Greenovation’s Moss-Made Enzyme faces up to Phase I

Greenovation, a German Biotech company based in Freiburg, has announced a phase I clinical trial application for its drug candidate moss-alpha-galactosidase (moss-aGal). This moss-made biopharmaceutical compound is intended for use as enzyme replacement therapy in patients suffering from Fabry Disease. The trial design should provide safety data on the molecule and initial information about efficacy.

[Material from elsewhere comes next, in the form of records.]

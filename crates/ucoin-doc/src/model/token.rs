//! Validated token types shared by all documents.
//!
//! Each type can only be constructed through its grammar rule, so a value in
//! hand is always well-formed. Tokens keep the exact text they were parsed
//! from, which keeps re-serialization byte-identical.

use std::fmt;
use std::str::FromStr;

use serde::{Deserialize, Serialize};

use crate::error::GrammarError;
use crate::grammar::{parse_uint, validate_currency, validate_hash, validate_pubkey, validate_signature};
use crate::limits::EMPTY_HASH;

macro_rules! string_token {
    ($(#[$meta:meta])* $name:ident, $validate:path) => {
        $(#[$meta])*
        #[derive(Debug, Clone, PartialEq, Eq, Hash, PartialOrd, Ord, Serialize, Deserialize)]
        #[serde(try_from = "String", into = "String")]
        pub struct $name(String);

        impl $name {
            /// Validates and wraps the token.
            pub fn new(token: impl Into<String>) -> Result<Self, GrammarError> {
                let token = token.into();
                $validate(&token)?;
                Ok(Self(token))
            }

            /// Returns the token text.
            pub fn as_str(&self) -> &str {
                &self.0
            }
        }

        impl fmt::Display for $name {
            fn fmt(&self, f: &mut fmt::Formatter<'_>) -> fmt::Result {
                f.write_str(&self.0)
            }
        }

        impl FromStr for $name {
            type Err = GrammarError;

            fn from_str(s: &str) -> Result<Self, Self::Err> {
                Self::new(s)
            }
        }

        impl TryFrom<String> for $name {
            type Error = GrammarError;

            fn try_from(s: String) -> Result<Self, Self::Error> {
                Self::new(s)
            }
        }

        impl From<$name> for String {
            fn from(token: $name) -> String {
                token.0
            }
        }

        impl AsRef<str> for $name {
            fn as_ref(&self) -> &str {
                &self.0
            }
        }
    };
}

string_token!(
    /// A base58 Ed25519 public key.
    PublicKey,
    validate_pubkey
);

string_token!(
    /// A base64 signature as it appears in documents.
    Signature,
    validate_signature
);

string_token!(
    /// A hex hash (block hash or transaction fingerprint), 5 to 40 chars.
    HexHash,
    validate_hash
);

string_token!(
    /// The name of the currency a document targets.
    Currency,
    validate_currency
);

impl HexHash {
    /// The SHA-1 of the empty string.
    pub fn empty() -> Self {
        Self(EMPTY_HASH.to_string())
    }
}

/// A reference to a block: `NUMBER-HASH`.
#[derive(Debug, Clone, PartialEq, Eq, Hash, Serialize, Deserialize)]
#[serde(try_from = "String", into = "String")]
pub struct BlockId {
    pub number: u64,
    pub hash: HexHash,
}

impl BlockId {
    /// Creates a block id from its parts.
    pub fn new(number: u64, hash: HexHash) -> Self {
        Self { number, hash }
    }
}

impl fmt::Display for BlockId {
    fn fmt(&self, f: &mut fmt::Formatter<'_>) -> fmt::Result {
        write!(f, "{}-{}", self.number, self.hash)
    }
}

impl FromStr for BlockId {
    type Err = GrammarError;

    fn from_str(s: &str) -> Result<Self, Self::Err> {
        let invalid = || GrammarError::BlockId {
            token: s.to_string(),
        };
        let (number, hash) = s.split_once('-').ok_or_else(invalid)?;
        let number = parse_uint(number, "block number").map_err(|_| invalid())?;
        let hash = HexHash::new(hash).map_err(|_| invalid())?;
        Ok(Self { number, hash })
    }
}

impl TryFrom<String> for BlockId {
    type Error = GrammarError;

    fn try_from(s: String) -> Result<Self, Self::Error> {
        s.parse()
    }
}

impl From<BlockId> for String {
    fn from(id: BlockId) -> String {
        id.to_string()
    }
}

Fabry Disease is a rare genetic lysosomal storage disorder, caused by subnormal or absent activity of the lysosomal enzyme α-galactosidase A. It affects about 1–5 in 10,000 people worldwide. Because of the lacking enzyme activity glycosphingolipids are accumulated in most tissues and cell types leading to symptoms like extreme pain, renal impairment and cardiomyopathy. The usual enzyme replacement therapy is based on the infusion of enzyme substitutes, which are biotechnologically produced in different mammalian cell lines. These substitutes exhibit a remarkable heterogeneity in N-glycosylation with only a minor fraction being relevant for target cell uptake.

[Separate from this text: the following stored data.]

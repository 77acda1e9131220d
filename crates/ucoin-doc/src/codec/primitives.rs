//! Line-level reading and writing shared by the document codecs.
//!
//! Documents are sequences of `\n`-terminated lines. Fields are either
//! labeled (`Label: value`) or bare tokens; inline forms split a single line
//! on `:`.

use std::fmt::{Display, Write as _};

use crate::codec::ParseOptions;
use crate::error::{GrammarError, ParseError, ParseErrorKind};
use crate::model::Signature;

// =============================================================================
// DECODING
// =============================================================================

/// Reader over the lines of a document.
///
/// Positions are 1-based line numbers. Errors about a line that was just
/// consumed are reported at that line; truncation is reported at the line
/// that is missing.
#[derive(Debug, Clone)]
pub struct LineReader<'a> {
    lines: Vec<&'a str>,
    pos: usize,
}

impl<'a> LineReader<'a> {
    /// Splits `text` into lines, enforcing the length limit and requiring
    /// every line (including the last) to end with `\n`.
    pub fn new(text: &'a str, options: &ParseOptions) -> Result<Self, ParseError> {
        if text.len() > options.max_document_len {
            return Err(ParseError::new(
                ParseErrorKind::TooLarge {
                    len: text.len(),
                    max: options.max_document_len,
                },
                1,
            ));
        }

        let mut lines = Vec::new();
        for (i, line) in text.split_inclusive('\n').enumerate() {
            let Some(line) = line.strip_suffix('\n') else {
                return Err(ParseError::new(
                    ParseErrorKind::Malformed {
                        context: "line",
                        reason: "missing trailing newline".to_string(),
                    },
                    i + 1,
                ));
            };
            lines.push(line);
        }
        Ok(Self { lines, pos: 0 })
    }

    /// Returns the number of the next line to be read.
    pub fn position(&self) -> usize {
        self.pos + 1
    }

    /// Returns the number of the last consumed line (1 before any read).
    pub fn last_position(&self) -> usize {
        self.pos.max(1)
    }

    /// Returns true if every line has been consumed.
    pub fn is_empty(&self) -> bool {
        self.pos >= self.lines.len()
    }

    /// Returns the number of lines not yet consumed.
    pub fn remaining_len(&self) -> usize {
        self.lines.len().saturating_sub(self.pos)
    }

    /// Returns the next line without consuming it.
    pub fn peek(&self) -> Option<&'a str> {
        self.lines.get(self.pos).copied()
    }

    /// Reads the next line.
    pub fn next_line(&mut self, expected: &'static str) -> Result<&'a str, ParseError> {
        let Some(line) = self.lines.get(self.pos).copied() else {
            return Err(ParseError::new(
                ParseErrorKind::Truncated { expected },
                self.position(),
            ));
        };
        self.pos += 1;
        Ok(line)
    }

    /// Reads a `Label: value` line and returns the value.
    pub fn field(&mut self, label: &'static str) -> Result<&'a str, ParseError> {
        let line = self.next_line(label)?;
        line.strip_prefix(label)
            .and_then(|rest| rest.strip_prefix(": "))
            .ok_or_else(|| self.unexpected(label, line))
    }

    /// Reads a line starting with `prefix` and returns the remainder.
    pub fn prefixed(&mut self, prefix: &'static str) -> Result<&'a str, ParseError> {
        let line = self.next_line(prefix)?;
        line.strip_prefix(prefix)
            .ok_or_else(|| self.unexpected(prefix, line))
    }

    /// Reads a line that must equal `expected` exactly.
    ///
    /// `label` names the expectation in the error.
    pub fn expect_line(&mut self, expected: &str, label: &'static str) -> Result<(), ParseError> {
        let line = self.next_line(label)?;
        if line != expected {
            return Err(self.unexpected(label, line));
        }
        Ok(())
    }

    /// Reads the single trailing signature of a single-signer document.
    pub fn single_signature(&mut self) -> Result<Signature, ParseError> {
        let line = self.next_line("signature")?;
        let signature = self.token(Signature::new(line))?;
        if let Some(extra) = self.peek() {
            self.pos += 1;
            return Err(self.unexpected("end of document", extra));
        }
        Ok(signature)
    }

    /// Reads every remaining line as a signature.
    pub fn signatures(&mut self) -> Result<Vec<Signature>, ParseError> {
        let mut signatures = Vec::with_capacity(self.remaining_len());
        while let Some(line) = self.peek() {
            self.pos += 1;
            signatures.push(self.token(Signature::new(line))?);
        }
        Ok(signatures)
    }

    /// Converts a token result into a parse result at the last consumed line.
    pub fn token<T>(&self, result: Result<T, GrammarError>) -> Result<T, ParseError> {
        result.map_err(|e| self.error(e))
    }

    /// Builds an error at the last consumed line.
    pub fn error(&self, kind: impl Into<ParseErrorKind>) -> ParseError {
        ParseError::new(kind, self.last_position())
    }

    /// Moves an error produced by a sub-parser onto the last consumed line.
    pub fn relocate(&self, err: ParseError) -> ParseError {
        ParseError {
            position: self.last_position(),
            ..err
        }
    }

    fn unexpected(&self, expected: &'static str, found: &str) -> ParseError {
        self.error(ParseErrorKind::UnexpectedField {
            expected,
            found: found.to_string(),
        })
    }
}

/// Splits a single-line inline form into exactly `arity` `:`-separated fields.
///
/// One trailing `\n` is tolerated. The last field keeps any further `:`.
pub fn split_inline<'a>(
    inline: &'a str,
    arity: usize,
    context: &'static str,
) -> Result<Vec<&'a str>, ParseError> {
    let inline = inline.strip_suffix('\n').unwrap_or(inline);
    if inline.contains('\n') {
        return Err(malformed(context, "inline form spans several lines"));
    }
    let fields: Vec<&str> = inline.splitn(arity, ':').collect();
    if fields.len() != arity {
        return Err(malformed(
            context,
            format!("expected {arity} fields, found {}", fields.len()),
        ));
    }
    Ok(fields)
}

/// Converts a token result from an inline form into a `Malformed` error.
pub fn inline_token<T>(
    context: &'static str,
    result: Result<T, GrammarError>,
) -> Result<T, ParseError> {
    result.map_err(|e| malformed(context, e))
}

/// Builds a `Malformed` error on line 1.
pub fn malformed(context: &'static str, reason: impl Display) -> ParseError {
    ParseError::new(
        ParseErrorKind::Malformed {
            context,
            reason: reason.to_string(),
        },
        1,
    )
}

// =============================================================================
// ENCODING
// =============================================================================

/// Writer for line-oriented documents.
#[derive(Debug, Clone, Default)]
pub struct DocWriter {
    buf: String,
}

impl DocWriter {
    /// Creates a new writer.
    pub fn new() -> Self {
        Self { buf: String::new() }
    }

    /// Creates a new writer with capacity.
    pub fn with_capacity(capacity: usize) -> Self {
        Self {
            buf: String::with_capacity(capacity),
        }
    }

    /// Writes a `Label: value` line.
    pub fn field(&mut self, label: &str, value: impl Display) {
        // Writing into a String cannot fail.
        let _ = writeln!(self.buf, "{label}: {value}");
    }

    /// Writes a bare line.
    pub fn line(&mut self, value: impl Display) {
        let _ = writeln!(self.buf, "{value}");
    }

    /// Writes one line per item.
    pub fn lines<I>(&mut self, items: I)
    where
        I: IntoIterator,
        I::Item: Display,
    {
        for item in items {
            self.line(item);
        }
    }

    /// Returns the number of bytes written.
    pub fn len(&self) -> usize {
        self.buf.len()
    }

    /// Returns true if nothing has been written.
    pub fn is_empty(&self) -> bool {
        self.buf.is_empty()
    }

    /// Returns the written text.
    pub fn into_string(self) -> String {
        self.buf
    }
}

#[cfg(test)]
mod tests {
    use super::*;

    #[test]
    fn test_reader_requires_trailing_newline() {
        let err = LineReader::new("Version: 1\nType: Peer", &ParseOptions::new()).unwrap_err();
        assert_eq!(err.position, 2);
        assert!(matches!(err.kind, ParseErrorKind::Malformed { context: "line", .. }));
    }

    #[test]
    fn test_reader_length_limit() {
        let options = ParseOptions {
            max_document_len: 4,
            ..ParseOptions::default()
        };
        let err = LineReader::new("Version: 1\n", &options).unwrap_err();
        assert_eq!(err.kind, ParseErrorKind::TooLarge { len: 11, max: 4 });
    }

    #[test]
    fn test_field_label_mismatch() {
        let mut reader = LineReader::new("Version: 1\nCurency: x\n", &ParseOptions::new()).unwrap();
        assert_eq!(reader.field("Version").unwrap(), "1");
        let err = reader.field("Currency").unwrap_err();
        assert_eq!(err.position, 2);
        assert_eq!(
            err.kind,
            ParseErrorKind::UnexpectedField {
                expected: "Currency",
                found: "Curency: x".to_string()
            }
        );
    }

    #[test]
    fn test_truncated_points_at_missing_line() {
        let mut reader = LineReader::new("Version: 1\n", &ParseOptions::new()).unwrap();
        reader.field("Version").unwrap();
        let err = reader.field("Type").unwrap_err();
        assert_eq!(err.position, 2);
        assert_eq!(err.kind, ParseErrorKind::Truncated { expected: "Type" });
    }

    #[test]
    fn test_single_signature_rejects_extra_line() {
        let mut reader = LineReader::new("SIG\nMORE\n", &ParseOptions::new()).unwrap();
        let err = reader.single_signature().unwrap_err();
        assert_eq!(err.position, 2);
        assert!(matches!(
            err.kind,
            ParseErrorKind::UnexpectedField { expected: "end of document", .. }
        ));

        let mut empty = LineReader::new("", &ParseOptions::new()).unwrap();
        assert!(matches!(
            empty.single_signature().unwrap_err().kind,
            ParseErrorKind::Truncated { expected: "signature" }
        ));
    }

    #[test]
    fn test_split_inline() {
        assert_eq!(split_inline("a:b:c:d:e\n", 4, "test").unwrap(), vec!["a", "b", "c", "d:e"]);
        assert!(split_inline("a:b", 4, "test").is_err());
        assert!(split_inline("a:b\nc:d", 2, "test").is_err());
    }

    #[test]
    fn test_writer() {
        let mut writer = DocWriter::new();
        writer.field("Version", 1);
        writer.line("Endpoints:");
        writer.lines(["a", "b"]);
        assert_eq!(writer.into_string(), "Version: 1\nEndpoints:\na\nb\n");
    }
}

In contrast, Greenovation developed moss-aGal on its own Bryotechnology platform, using the moss system Physcomitrella patens. These organisms show an inherent N-glycan homogeneity, which should facilitate the uptake of the moss-made compound into human target cells. Preclinical studies demonstrated enhanced cell uptake and convenient organ distribution of moss-aGal. More than 95% of the moss N-glycans are relevant for the process. Furthermore, the amino acid sequence of the moss-made compound is identical to the human enzyme.


Our vision is to provide moss-made enzymes that allow a safer and better treatment of patients suffering from rare diseases. So we are very excited to move our first drug candidate moss-aGal into phase I,” says Dr. Thomas Frischmuth, CEO of Greenovation.

Besides moss-aGal the biotech company is also developing biopharmaceuticals relevant for the treatment of Gaucher’s Disease, Pompe Disease and atypical hemolytic uremic syndrome (HUS), and is running antibody programs for enhanced antibody dependent cellular cytotoxicity (ADCC).